The vascular repair response after injury has broad significance as a prototype for common events responsible for physiological adaptations or pathological changes in vascular diseases. The processes that coordinate the vascular response, however, are unclear. In our group, we studied this response as a model of convergence between oxidative stress and stress of the endoplasmic reticulum (ER), both potentially dependent of protein disulfide isomerase (PDI), a chaperone of the ER associated to NADPH oxidase. This study is linked to the assumption that PDI may contribute to sustaining the response to vascular repair and growth of the neointima after vascular injury and that its inhibition, even partial, may represent an intervention capable of inhibiting vascular hyperplasia. The effects of vascular repair and PDI, studied in other projects of our laboratory, should also be followed by important changes in gene expression, whose knowledge will indicate changes in specific physiological programs. The main objective of this project is the development and application of a PCR array to study gene expression in rabbit iliac arteries after injury by angioplasty. The specific objectives are: 1) Identify genes involved in cell signaling pathways relevants to the mechanisms by which PDI modulates the vascular response to injury, involved in programs of physiological response to stress, redox balance, unfolded protein response, apoptosis and others.
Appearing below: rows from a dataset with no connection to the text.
use super::*;

#[test]
fn parses_db_ping_command() {
    let cli = Cli::try_parse_from(["revloc-cli", "db", "ping"]).expect("expected valid cli args");

    assert!(matches!(
        cli.command,
        Some(Commands::Db {
            command: DbCommands::Ping
        })
    ));
}

#[test]
fn parses_db_migrate_command() {
    let cli =
        Cli::try_parse_from(["revloc-cli", "db", "migrate"]).expect("expected valid cli args");

    assert!(matches!(
        cli.command,
        Some(Commands::Db {
            command: DbCommands::Migrate
        })
    ));
}

#[test]
fn no_command_is_none() {
    let cli = Cli::try_parse_from(["revloc-cli"]).expect("expected valid cli args");
    assert!(cli.command.is_none());
}

#[test]
fn parses_import_path() {
    let cli = Cli::try_parse_from(["revloc-cli", "import", "data/resellers.csv"])
        .expect("expected valid cli args");
    assert!(matches!(
        cli.command,
        Some(Commands::Import { ref path }) if path.ends_with("resellers.csv")
    ));
}

#[test]
fn import_requires_a_path() {
    assert!(Cli::try_parse_from(["revloc-cli", "import"]).is_err());
}

#[test]
fn enrich_defaults_to_plain_live_pass() {
    let cli = Cli::try_parse_from(["revloc-cli", "enrich"]).expect("expected valid cli args");
    assert!(matches!(
        cli.command,
        Some(Commands::Enrich {
            smart: false,
            dry_run: false
        })
    ));
}

#[test]
fn enrich_accepts_smart_and_dry_run_flags() {
    let cli = Cli::try_parse_from(["revloc-cli", "enrich", "--smart", "--dry-run"])
        .expect("expected valid cli args");
    assert!(matches!(
        cli.command,
        Some(Commands::Enrich {
            smart: true,
            dry_run: true
        })
    ));
}

#[test]
fn reset_enrichment_takes_optional_cnpj() {
    let all = Cli::try_parse_from(["revloc-cli", "reset-enrichment"])
        .expect("expected valid cli args");
    assert!(matches!(
        all.command,
        Some(Commands::ResetEnrichment { cnpj: None })
    ));

    let one = Cli::try_parse_from([
        "revloc-cli",
        "reset-enrichment",
        "--cnpj",
        "12.345.678/0001-95",
    ])
    .expect("expected valid cli args");
    assert!(matches!(
        one.command,
        Some(Commands::ResetEnrichment { cnpj: Some(ref c) }) if c == "12.345.678/0001-95"
    ));
}

#[test]
fn parses_search_with_overrides() {
    let cli = Cli::try_parse_from([
        "revloc-cli",
        "search",
        "01310-100",
        "--max-distance-km",
        "25.5",
        "--limit",
        "3",
    ])
    .expect("expected valid cli args");

    match cli.command {
        Some(Commands::Search {
            cep,
            max_distance_km,
            limit,
        }) => {
            assert_eq!(cep, "01310-100");
            assert_eq!(max_distance_km, Some(25.5));
            assert_eq!(limit, Some(3));
        }
        other => panic!("unexpected command: {other:?}"),
    }
}

#[test]
fn search_rejects_non_numeric_limit() {
    assert!(Cli::try_parse_from(["revloc-cli", "search", "01310-100", "--limit", "many"]).is_err());
}

#[test]
fn parses_lookup_and_geocode() {
    let lookup = Cli::try_parse_from(["revloc-cli", "lookup", "12345678000195"])
        .expect("expected valid cli args");
    assert!(matches!(
        lookup.command,
        Some(Commands::Lookup { ref cnpj }) if cnpj == "12345678000195"
    ));

    let geocode = Cli::try_parse_from([
        "revloc-cli",
        "geocode",
        "Avenida Paulista, 1000",
        "--city",
        "São Paulo",
        "--state",
        "SP",
    ])
    .expect("expected valid cli args");
    assert!(matches!(
        geocode.command,
        Some(Commands::Geocode {
            ref address,
            city: Some(_),
            state: Some(ref s),
        }) if address == "Avenida Paulista, 1000" && s == "SP"
    ));
}

#[test]
fn parses_stats_command() {
    let cli = Cli::try_parse_from(["revloc-cli", "stats"]).expect("expected valid cli args");
    assert!(matches!(cli.command, Some(Commands::Stats)));
}

#[test]
fn truncate_shortens_long_names_on_char_boundaries() {
    assert_eq!(data::truncate("Loja", 10), "Loja");
    assert_eq!(data::truncate("Distribuidora São João", 10), "Distrib...");
}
Specific primers will be designed and adapted to rabbit genome for analysis of gene expression of the arteries by PCR Array technique. 2) Investigate the time course of expression of PDI during the vascular response to injury. 3) Test and standardize the implementation of the PCR array. 4) Investigate, through the PCR array, the role of PDI in cellular processes associated with the response to injury. These results should amplify the understanding of the physiological implications of modulation of expression of PDI after vascular injury. (AU)